In order to quantify any node's capacity to support optimal information flow within a distributed command and control network, a novel node capability value calculation is developed from first principles. The expression for the node capability value is developed using three fundamental building blocks: data throughput, bandwidth efficiency, and the link margin. The data throughput depends on the average packet arrival rate, the probability of not dropping a packet and the probability of correct receiving a packet at the queue. The bandwidth efficiency depends on the node data rate and the transmission bandwidth, while the link margin is a function of the received and required energy per bit to noise power density. The generalized connectivity integrates the computed node capability value by considering all the distributed network connections scaled by their route length and estimating the characteristic tempo, which is the maximum information exchange rate.

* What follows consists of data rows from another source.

//! Linear algebra backend for the curve fitter.
//!
//! ## Purpose
//!
//! This module provides a trait-based abstraction over the dense linear
//! algebra needed by the nonlinear solver, standardizing on the nalgebra
//! backend.
//!
//! ## Design notes
//!
//! * Uses QR decomposition (Householder reflections) instead of Cholesky for
//!   better numerical stability with ill-conditioned systems.
//! * Fallback to SVD / pseudo-inverse for rank-deficient matrices.
//! * Generic over `LinalgScalar` types (f32 and f64) which delegate to
//!   nalgebra.

// Feature-gated imports
#[cfg(not(feature = "std"))]
use alloc::vec::Vec;
#[cfg(feature = "std")]
use std::vec::Vec;

// External dependencies
use num_traits::Float;

// ============================================================================
// LinalgScalar Trait
// ============================================================================

/// Helper trait to bridge generic `Float` types to the nalgebra backend.
pub trait LinalgScalar: Float + 'static {
    /// Solve the symmetric system `A * delta = b` where `A` is `n x n`.
    fn solve_symmetric(a: &[Self], b: &[Self], n: usize) -> Option<Vec<Self>>;
    /// Invert the symmetric `n x n` matrix `A`.
    fn invert_symmetric(a: &[Self], n: usize) -> Option<Vec<Self>>;
}

impl LinalgScalar for f64 {
    #[inline]
    fn solve_symmetric(a: &[Self], b: &[Self], n: usize) -> Option<Vec<Self>> {
        nalgebra_backend::solve_system_f64(a, b, n)
    }
    #[inline]
    fn invert_symmetric(a: &[Self], n: usize) -> Option<Vec<Self>> {
        nalgebra_backend::invert_matrix_f64(a, n)
    }
}

impl LinalgScalar for f32 {
    #[inline]
    fn solve_symmetric(a: &[Self], b: &[Self], n: usize) -> Option<Vec<Self>> {
        nalgebra_backend::solve_system_f32(a, b, n)
    }
    #[inline]
    fn invert_symmetric(a: &[Self], n: usize) -> Option<Vec<Self>> {
        nalgebra_backend::invert_matrix_f32(a, n)
    }
}

// ============================================================================
// Nalgebra Backend Implementation
// ============================================================================

/// Nalgebra-based linear algebra operations.
pub mod nalgebra_backend {
    use super::*;
    use nalgebra::{DMatrix, DVector};

    /// Solve `A * delta = b` using f64 precision.
    pub fn solve_system_f64(a: &[f64], b: &[f64], n: usize) -> Option<Vec<f64>> {
        let matrix = DMatrix::from_column_slice(n, n, a);
        let rhs = DVector::from_column_slice(b);

        let qr = matrix.clone().qr();
        if let Some(solution) = qr.solve(&rhs) {
            return Some(solution.as_slice().to_vec());
        }

        matrix
            .svd(true, true)
            .solve(&rhs, f64::EPSILON * 100.0)
            .ok()
            .map(|s: DVector<f64>| s.as_slice().to_vec())
    }

    /// Invert the matrix `A` using f64 precision.
    pub fn invert_matrix_f64(a: &[f64], n: usize) -> Option<Vec<f64>> {
        let matrix = DMatrix::from_column_slice(n, n, a);
        let qr = matrix.clone().qr();
        let identity = DMatrix::identity(n, n);

        if let Some(inv) = qr.solve(&identity) {
            return Some(inv.as_slice().to_vec());
        }

        matrix
            .pseudo_inverse(f64::EPSILON * 100.0)
            .ok()
            .map(|inv: DMatrix<f64>| inv.as_slice().to_vec())
    }

    /// Solve `A * delta = b` using f32 precision.
    pub fn solve_system_f32(a: &[f32], b: &[f32], n: usize) -> Option<Vec<f32>> {
        let matrix = DMatrix::from_column_slice(n, n, a);
        let rhs = DVector::from_column_slice(b);

        let qr = matrix.clone().qr();
        if let Some(solution) = qr.solve(&rhs) {
            return Some(solution.as_slice().to_vec());
        }

        matrix
            .svd(true, true)
            .solve(&rhs, f32::EPSILON * 100.0)
            .ok()
            .map(|s: DVector<f32>| s.as_slice().to_vec())
    }

    /// Invert the matrix `A` using f32 precision.
    pub fn invert_matrix_f32(a: &[f32], n: usize) -> Option<Vec<f32>> {
        let matrix = DMatrix::from_column_slice(n, n, a);
        let qr = matrix.clone().qr();
        let identity = DMatrix::identity(n, n);

        if let Some(inv) = qr.solve(&identity) {
            return Some(inv.as_slice().to_vec());
        }

        matrix
            .pseudo_inverse(f32::EPSILON * 100.0)
            .ok()
            .map(|inv: DMatrix<f32>| inv.as_slice().to_vec())
    }
}
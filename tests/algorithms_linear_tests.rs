//! Tests for linear least-squares regression.
//!
//! ## Test Organization
//!
//! 1. **Weighted Fit** - hand-checked chi-squared-minimizing fits
//! 2. **Simple Fit** - the closed-form unweighted fit
//! 3. **Residual-Scatter Errors** - common uncertainty and propagation
//! 4. **Edge Cases** - degenerate and invalid inputs

use approx::assert_relative_eq;

use labfit_rs::prelude::*;

// ============================================================================
// Weighted Fit
// ============================================================================

/// Uniform errors reduce the weighted fit to ordinary least squares.
///
/// x = [1, 2, 3], y = [2, 4, 6], err = [1, 1, 1]:
/// the data lie exactly on y = 2x, so slope = 2, intercept = 0, chi² = 0.
#[test]
fn test_uniform_errors_reduce_to_ols() {
    let x = [1.0, 2.0, 3.0];
    let y = [2.0, 4.0, 6.0];
    let err = [1.0, 1.0, 1.0];

    let fit = weighted_least_squares(&x, &y, &err).unwrap();
    assert_relative_eq!(fit.slope, 2.0, epsilon = 1e-12);
    assert_relative_eq!(fit.intercept, 0.0, epsilon = 1e-12);
    assert_relative_eq!(fit.chi_squared, 0.0, epsilon = 1e-12);

    // Standard errors from the normal-equations determinant:
    // Σw = 3, Σwx = 6, Σwx² = 14, Δ = 3·14 − 36 = 6
    // m_err = sqrt(3/6), c_err = sqrt(14/6)
    assert_relative_eq!(fit.slope_err, (0.5_f64).sqrt(), epsilon = 1e-12);
    assert_relative_eq!(fit.intercept_err, (14.0_f64 / 6.0).sqrt(), epsilon = 1e-12);
}

/// Full scenario with measurement errors.
///
/// x = [1, 2, 3, 4], y = [2.1, 3.9, 6.2, 7.8], err = 0.1 everywhere:
/// w = 100, Σw = 400, Σwx = 1000, Σwx² = 3000, Σwy = 2000, Σwxy = 5970
/// Δ = 400·3000 − 1000² = 200000
/// m = (400·5970 − 1000·2000) / Δ = 1.94
/// c = (2000 − 1.94·1000) / 400 = 0.15
/// m_err = sqrt(400/200000) ≈ 0.04472, c_err = sqrt(3000/200000) ≈ 0.12247
/// residuals (y − ŷ) = [0.01, −0.13, 0.23, −0.11] → chi² = 0.082/0.01 = 8.2
#[test]
fn test_weighted_fit_scenario() {
    let x = [1.0, 2.0, 3.0, 4.0];
    let y = [2.1, 3.9, 6.2, 7.8];
    let err = [0.1, 0.1, 0.1, 0.1];

    let fit = weighted_least_squares(&x, &y, &err).unwrap();

    assert_relative_eq!(fit.slope, 1.94, epsilon = 1e-9);
    assert_relative_eq!(fit.intercept, 0.15, epsilon = 1e-9);
    assert_relative_eq!(fit.slope_err, 0.002_f64.sqrt(), epsilon = 1e-9);
    assert_relative_eq!(fit.intercept_err, 0.015_f64.sqrt(), epsilon = 1e-9);
    assert_relative_eq!(fit.chi_squared, 8.2, epsilon = 1e-9);

    // Predicted values and residuals are parallel to the input
    assert_eq!(fit.fitted.len(), 4);
    assert_eq!(fit.residuals.len(), 4);
    assert_relative_eq!(fit.fitted[0], 2.09, epsilon = 1e-9);
    assert_relative_eq!(fit.residuals[2], 0.23, epsilon = 1e-9);

    // Goodness-of-fit accessors
    assert_eq!(fit.degrees_of_freedom(), 2);
    assert_relative_eq!(fit.reduced_chi_squared().unwrap(), 4.1, epsilon = 1e-9);
}

/// Tighter errors on a subset of points pull the line toward them.
#[test]
fn test_weights_pull_fit() {
    let x = [1.0, 2.0, 3.0, 4.0];
    let y = [2.0, 4.0, 6.0, 12.0]; // last point off the y = 2x line

    // Trusting the outlier makes the slope larger than trusting the line.
    let trust_line = weighted_least_squares(&x, &y, &[0.1, 0.1, 0.1, 10.0]).unwrap();
    let trust_outlier = weighted_least_squares(&x, &y, &[10.0, 10.0, 10.0, 0.1]).unwrap();
    assert!(trust_line.slope < trust_outlier.slope);
    assert_relative_eq!(trust_line.slope, 2.0, epsilon = 1e-2);
}

/// The uncertain-value accessors carry the fitted errors.
#[test]
fn test_uncertain_accessors() {
    let x = [1.0, 2.0, 3.0];
    let y = [2.0, 4.0, 6.0];
    let err = [1.0, 1.0, 1.0];

    let fit = weighted_least_squares(&x, &y, &err).unwrap();
    let m = fit.slope_uncertain();
    assert_relative_eq!(m.nominal, fit.slope);
    assert_relative_eq!(m.std_dev, fit.slope_err);
}

// ============================================================================
// Simple Fit
// ============================================================================

/// Unit-variance x gives the familiar slope.
///
/// x = [1, 2, 3], y = [2, 4, 6]: cov = 2, var = 1, slope = 2/1² = 2.
#[test]
fn test_simple_fit_unit_variance() {
    let x = [1.0, 2.0, 3.0];
    let y = [2.0, 4.0, 6.0];

    let fit = simple_least_squares(&x, &y).unwrap();
    assert_relative_eq!(fit.slope, 2.0, epsilon = 1e-12);
    assert_relative_eq!(fit.intercept, 0.0, epsilon = 1e-12);
    assert_relative_eq!(fit.predict(4.0), 8.0, epsilon = 1e-12);
}

/// The slope divides by the squared variance, not the variance.
///
/// x = [1, 3, 5], y = [1, 3, 5]: cov = 4, var = 4, so the slope comes out
/// as 4/4² = 0.25 rather than the textbook cov/var = 1. This pins the
/// non-standard estimator; see the TODO at the computation site.
#[test]
fn test_simple_fit_squared_variance_slope() {
    let x = [1.0, 3.0, 5.0];
    let y = [1.0, 3.0, 5.0];

    let fit = simple_least_squares(&x, &y).unwrap();
    assert_relative_eq!(fit.slope, 0.25, epsilon = 1e-12);
    // intercept = ȳ − m·x̄ = 3 − 0.25·3 = 2.25
    assert_relative_eq!(fit.intercept, 2.25, epsilon = 1e-12);
}

// ============================================================================
// Residual-Scatter Errors
// ============================================================================

/// Common uncertainty is the RMS residual with N−2 in the denominator.
///
/// fitted = [1, 2, 3, 4], observed = [1.1, 1.9, 3.2, 3.8]
/// residuals = [0.1, −0.1, 0.2, −0.2], Σr² = 0.1
/// α = sqrt(0.1 / 2) ≈ 0.22361
#[test]
fn test_common_uncertainty_hand_checked() {
    let fitted = [1.0, 2.0, 3.0, 4.0];
    let observed = [1.1, 1.9, 3.2, 3.8];
    let alpha = common_uncertainty(&fitted, &observed).unwrap();
    assert_relative_eq!(alpha, 0.05_f64.sqrt(), epsilon = 1e-9);
}

/// Fewer than three points cannot estimate residual scatter.
#[test]
fn test_common_uncertainty_too_few_points() {
    let err = common_uncertainty(&[1.0, 2.0], &[1.1, 1.9]).unwrap_err();
    assert_eq!(err, FitError::TooFewPoints { got: 2, min: 3 });
}

/// Scatter-based parameter errors for a known line.
///
/// x = [1, 2, 3, 4], y = [2.1, 3.9, 6.2, 7.8] around y = 1.94x + 0.15:
/// Σr² = 0.082, α = sqrt(0.041) ≈ 0.20248
/// Δ₀ = 4·30 − 100 = 20
/// α_m = α·sqrt(4/20), α_c = α·sqrt(30/20)
#[test]
fn test_linear_fit_error_scatter_dominates() {
    let x = [1.0, 2.0, 3.0, 4.0];
    let y = [2.1, 3.9, 6.2, 7.8];

    let (m_err, c_err) = linear_fit_error(&x, &y, 1.94, 0.15, 0.0).unwrap();

    let alpha = (0.082_f64 / 2.0).sqrt();
    assert_relative_eq!(m_err, alpha * 0.2_f64.sqrt(), epsilon = 1e-9);
    assert_relative_eq!(c_err, alpha * 1.5_f64.sqrt(), epsilon = 1e-9);
}

/// A supplied measurement uncertainty larger than the scatter wins.
#[test]
fn test_linear_fit_error_measurement_dominates() {
    let x = [1.0, 2.0, 3.0, 4.0];
    let y = [2.1, 3.9, 6.2, 7.8];

    let (m_err, _) = linear_fit_error(&x, &y, 1.94, 0.15, 1.0).unwrap();
    assert_relative_eq!(m_err, 0.2_f64.sqrt(), epsilon = 1e-9);
}

// ============================================================================
// Edge Cases
// ============================================================================

/// Error slice length must match the data.
#[test]
fn test_weighted_fit_error_length_mismatch() {
    let err = weighted_least_squares(&[1.0, 2.0, 3.0], &[2.0, 4.0, 6.0], &[0.1, 0.1]).unwrap_err();
    assert_eq!(err, FitError::MismatchedInputs { x_len: 3, y_len: 2 });
}

/// Zero and negative measurement errors are rejected (weights are 1/err²).
#[test]
fn test_weighted_fit_invalid_errors() {
    let x = [1.0, 2.0, 3.0];
    let y = [2.0, 4.0, 6.0];

    let err = weighted_least_squares(&x, &y, &[0.1, 0.0, 0.1]).unwrap_err();
    assert_eq!(
        err,
        FitError::InvalidParameter {
            parameter: "err",
            reason: "measurement errors must be > 0",
        }
    );

    assert!(weighted_least_squares(&x, &y, &[0.1, -0.1, 0.1]).is_err());
}

/// A constant x-series makes the normal equations singular.
#[test]
fn test_weighted_fit_constant_x() {
    let err =
        weighted_least_squares(&[2.0, 2.0, 2.0], &[1.0, 2.0, 3.0], &[0.1, 0.1, 0.1]).unwrap_err();
    assert_eq!(err, FitError::SingularSystem);
}

/// The simple fit rejects a constant x-series explicitly.
#[test]
fn test_simple_fit_constant_x() {
    let err = simple_least_squares(&[2.0, 2.0, 2.0], &[1.0, 2.0, 3.0]).unwrap_err();
    assert_eq!(err, FitError::ConstantInput);
}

The generalized connectivity results reflect the amount and quality of detectable information that the nodes can process and transmit about the network. The results also show how the power and bandwidth efficiency of any specific node compares the power and bandwidth efficiency of all the other nodes. A four-node dynamic scenario is simulated and used to numerically evaluate the expression for the node capability value. Command and control tradeoff issues facing battlespace managers and decision makers are examined by including the networks characteristic tempo into a single observe, orient, decide and act (OODA loop). Also, included in the OODA loop, are action tempos and the command and control speed. Consideration of the influence of three classic Sheridan levels of automation on decision making are used to model the operational impacts via three action tempo tiers: high, medium, and low-action. Input command and control information rates produced the strongest observed influences on aggregate network simulation outputs.